I’m thankful to admit that this is starting to change. I was inspired to write this article when I heard about a group of Christians who attended a gay pride march in Chicago. I know what you’re thinking. A group of not just Christians, but American Christians, at a gay pride march sounds like a recipe for disaster. I’m glad to say that it wasn’t. The group were holding up banners apologising for the way the church had treated homosexuals. Their apology sparked a fantastic response from the marchers. There were tears, waving and even one dancer left the march to hug the Christians.

For me, the image is heart warming. There’s a lot of media attention for Christians who condemn homosexuality. Such as the crazy Westbro Baptist Church who claim that ‘God hates Fags’. (By the way, don’t be too offended by the Westbro nut jobs, apparently god also hates Sweden as well, because of the ‘Satanic IKEA’.)

It’s rare to see such a powerful display of acceptance from Christians. This is partly because anti-gay Christians are a lot more vocal, and partly because the media would rather report on condemnation than acceptance. In the summer some of the people in my church went to a gay bar because they had karaoke. The staff were shocked that Christians would want to go there but we hadn’t given it a second thought. The crazies are much few and far between but we’re all quite likely to have heard about their shameful campaigns.

The truth is that there are many Christians, particularly the young future leaders of the church, who find the idea of condemning homosexuals repulsive and morally wrong. Many see that the homosexuality of the Bible and of today is completely different.  In the Bible when homosexuality is mentioned it is in the context of rape or extra marital affairs. This is a historical difference in culture and language which has tainted Christianity over the years. The word homosexuality didn’t exist when the Bible was written, so the relations referred to are not the same as we would understand homosexuality now. Christians need to accept and understand this, like they have over issues such as slavery.

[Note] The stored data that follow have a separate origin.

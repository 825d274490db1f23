//! HD44780 character LCD driver behind a PCF8574 I2C port expander.
//!
//! 16x2 (or up to 40x4) character display driven in 4-bit mode.
//! Every byte is split into two nibbles, each latched by an enable pulse.
//!
//! Expander pin mapping (common backpack wiring):
//! P0 = RS, P1 = RW (tied low), P2 = E, P3 = backlight, P4..P7 = D4..D7

use super::CharDisplay;
use embedded_hal::delay::DelayNs;
use embedded_hal::i2c::{ErrorKind, I2c};
use thiserror::Error;

/// Default PCF8574 address on most backpacks
pub const DEFAULT_ADDRESS: u8 = 0x27;

/// DDRAM start address of each physical row
pub const ROW_OFFSETS: [u8; 4] = [0x00, 0x40, 0x14, 0x54];

/// Controller commands
#[allow(dead_code)]
pub mod cmd {
    pub const CLEAR_DISPLAY: u8 = 0x01;
    pub const RETURN_HOME: u8 = 0x02;
    pub const ENTRY_MODE_SET: u8 = 0x04;
    pub const DISPLAY_CONTROL: u8 = 0x08;
    pub const CURSOR_SHIFT: u8 = 0x10;
    pub const FUNCTION_SET: u8 = 0x20;
    pub const SET_CGRAM_ADDR: u8 = 0x40;
    pub const SET_DDRAM_ADDR: u8 = 0x80;

    // Entry mode flags
    pub const ENTRY_LEFT: u8 = 0x02;
    pub const ENTRY_SHIFT_DECREMENT: u8 = 0x00;

    // Display control flags
    pub const DISPLAY_ON: u8 = 0x04;
    pub const CURSOR_OFF: u8 = 0x00;
    pub const BLINK_OFF: u8 = 0x00;

    // Function set flags
    pub const MODE_4BIT: u8 = 0x00;
    pub const LINES_2: u8 = 0x08;
    pub const DOTS_5X8: u8 = 0x00;
}

/// Expander control bits
pub mod bits {
    pub const REGISTER_SELECT: u8 = 0x01;
    pub const ENABLE: u8 = 0x04;
    pub const BACKLIGHT: u8 = 0x08;
}

/// Register targeted by a byte
#[repr(u8)]
#[derive(Debug, Clone, Copy, PartialEq, Eq)]
pub enum Mode {
    Command = 0x00,
    Data = bits::REGISTER_SELECT,
}

/// Bus error that can tell a transaction timeout apart from other faults
///
/// embedded-hal has no timeout kind, so each bus reports it here.
pub trait BusFault: embedded_hal::i2c::Error {
    fn is_timeout(&self) -> bool;
}

/// Display driver errors
#[derive(Error, Debug, Clone, Copy, PartialEq, Eq)]
pub enum DriverError {
    #[error("I2C no acknowledge from expander")]
    NoAcknowledge,

    #[error("I2C transaction timed out")]
    Timeout,

    #[error("I2C bus error: {0:?}")]
    Bus(ErrorKind),

    #[error("Display not initialized")]
    NotInitialized,
}

impl DriverError {
    fn from_bus<E: BusFault>(err: E) -> Self {
        if err.is_timeout() {
            return DriverError::Timeout;
        }
        match err.kind() {
            ErrorKind::NoAcknowledge(_) => DriverError::NoAcknowledge,
            kind => DriverError::Bus(kind),
        }
    }
}

/// Compute the DDRAM address for a cursor position.
///
/// Rows at or past the configured count alias rows 0/1, as observed on
/// deployed 16x2 modules.
pub fn ddram_address(row: u8, col: u8, rows: u8) -> u8 {
    let row = if row >= rows { row % 2 } else { row };
    ROW_OFFSETS[row as usize % ROW_OFFSETS.len()].wrapping_add(col) & 0x7F
}

/// HD44780 over PCF8574 driver
pub struct Hd44780<I, D> {
    i2c: I,
    delay: D,
    address: u8,
    rows: u8,
    columns: u8,
    initialized: bool,
}

impl<I, D> Hd44780<I, D>
where
    I: I2c,
    I::Error: BusFault,
    D: DelayNs,
{
    /// Create a new driver instance (uninitialized)
    pub fn new(i2c: I, delay: D, address: u8, rows: u8, columns: u8) -> Self {
        Self {
            i2c,
            delay,
            address,
            rows,
            columns,
            initialized: false,
        }
    }

    /// Run the 4-bit bootstrap sequence
    ///
    /// The controller may be in any state after power-up (8-bit mode or
    /// halfway through a 4-bit transfer), so three raw 0x3 nibbles force it
    /// back into a known 8-bit state before switching to 4-bit mode.
    pub fn initialize(&mut self) -> Result<(), DriverError> {
        tracing::info!(
            "Initializing HD44780 display ({}x{}) at 0x{:02X}",
            self.columns,
            self.rows,
            self.address
        );

        self.delay.delay_ms(50);

        self.write_nibble(0x30, Mode::Command)?;
        self.delay.delay_ms(5);
        self.write_nibble(0x30, Mode::Command)?;
        self.delay.delay_ms(1);
        self.write_nibble(0x30, Mode::Command)?;
        self.delay.delay_ms(1);
        self.write_nibble(0x20, Mode::Command)?;
        self.delay.delay_ms(1);

        self.command(cmd::FUNCTION_SET | cmd::MODE_4BIT | cmd::LINES_2 | cmd::DOTS_5X8)?;
        self.command(cmd::DISPLAY_CONTROL | cmd::DISPLAY_ON | cmd::CURSOR_OFF | cmd::BLINK_OFF)?;
        self.send_clear()?;
        self.command(cmd::ENTRY_MODE_SET | cmd::ENTRY_LEFT | cmd::ENTRY_SHIFT_DECREMENT)?;

        self.initialized = true;
        tracing::info!("Display initialized successfully");

        Ok(())
    }

    /// Clear the display and return the cursor to address 0
    pub fn clear(&mut self) -> Result<(), DriverError> {
        self.ensure_initialized()?;
        self.send_clear()
    }

    /// Move the cursor to (row, col), zero-based
    pub fn set_cursor(&mut self, row: u8, col: u8) -> Result<(), DriverError> {
        self.ensure_initialized()?;
        self.command(cmd::SET_DDRAM_ADDR | ddram_address(row, col, self.rows))
    }

    /// Write a single character at the cursor
    pub fn write_char(&mut self, c: char) -> Result<(), DriverError> {
        self.ensure_initialized()?;
        let byte = if c.is_ascii() { c as u8 } else { b'?' };
        self.send(byte, Mode::Data)
    }

    /// Write a string starting at the cursor
    pub fn write_string(&mut self, s: &str) -> Result<(), DriverError> {
        for c in s.chars() {
            self.write_char(c)?;
        }
        Ok(())
    }

    /// Fill both rows with a fixed pattern
    pub fn test_pattern(&mut self) -> Result<(), DriverError> {
        const PATTERN: &str = "0123456789ABCDEFGHIJKLMNOPQRSTUVWXYZabcd";

        self.clear()?;
        for row in 0..self.rows {
            self.set_cursor(row, 0)?;
            let offset = row as usize * 4;
            let line: String = PATTERN
                .chars()
                .cycle()
                .skip(offset)
                .take(self.columns as usize)
                .collect();
            self.write_string(&line)?;
        }
        Ok(())
    }

    /// Check if the bootstrap sequence completed
    #[allow(dead_code)]
    pub fn is_initialized(&self) -> bool {
        self.initialized
    }

    fn ensure_initialized(&self) -> Result<(), DriverError> {
        if self.initialized {
            Ok(())
        } else {
            Err(DriverError::NotInitialized)
        }
    }

    fn send_clear(&mut self) -> Result<(), DriverError> {
        self.command(cmd::CLEAR_DISPLAY)?;
        self.delay.delay_ms(2);
        Ok(())
    }

    fn command(&mut self, value: u8) -> Result<(), DriverError> {
        self.send(value, Mode::Command)
    }

    /// Send a full byte as two nibbles, high first
    fn send(&mut self, value: u8, mode: Mode) -> Result<(), DriverError> {
        self.write_nibble(value & 0xF0, mode)?;
        self.write_nibble(value << 4, mode)
    }

    /// Latch the upper four bits of `nibble`
    fn write_nibble(&mut self, nibble: u8, mode: Mode) -> Result<(), DriverError> {
        let data = (nibble & 0xF0) | mode as u8 | bits::BACKLIGHT;
        self.pulse_enable(data)
    }

    fn pulse_enable(&mut self, data: u8) -> Result<(), DriverError> {
        self.write_expander(data | bits::ENABLE)?;
        self.delay.delay_ms(1);
        self.write_expander(data & !bits::ENABLE)?;
        self.delay.delay_ms(1);
        Ok(())
    }

    fn write_expander(&mut self, byte: u8) -> Result<(), DriverError> {
        self.i2c.write(self.address, &[byte]).map_err(|e| {
            let err = DriverError::from_bus(e);
            tracing::error!(
                "I2C write to LCD (addr 0x{:02X}) failed: {}",
                self.address,
                err
            );
            err
        })
    }
}

impl<I, D> CharDisplay for Hd44780<I, D>
where
    I: I2c + Send,
    I::Error: BusFault,
    D: DelayNs + Send,
{
    fn clear(&mut self) -> Result<(), DriverError> {
        Hd44780::clear(self)
    }

    fn set_cursor(&mut self, row: u8, col: u8) -> Result<(), DriverError> {
        Hd44780::set_cursor(self, row, col)
    }

    fn write_str(&mut self, s: &str) -> Result<(), DriverError> {
        self.write_string(s)
    }

    fn columns(&self) -> u8 {
        self.columns
    }
}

The future’s bright for acceptance within the church. We’re starting to see the cobwebs being brushed off. The more modern, independent Churches are already changing the religious Christianity, not the message, but the man-crafted ideology that has corrupted the real message of Christ. The old institutions are going to either change, or die along with their congregation.

There is so much more to say on this issue, this really is just a brief article about this topic, especially with the recent prevalence of the gay marriage debate. Please feel free to express your views on this post in the comments box below but do so with respect.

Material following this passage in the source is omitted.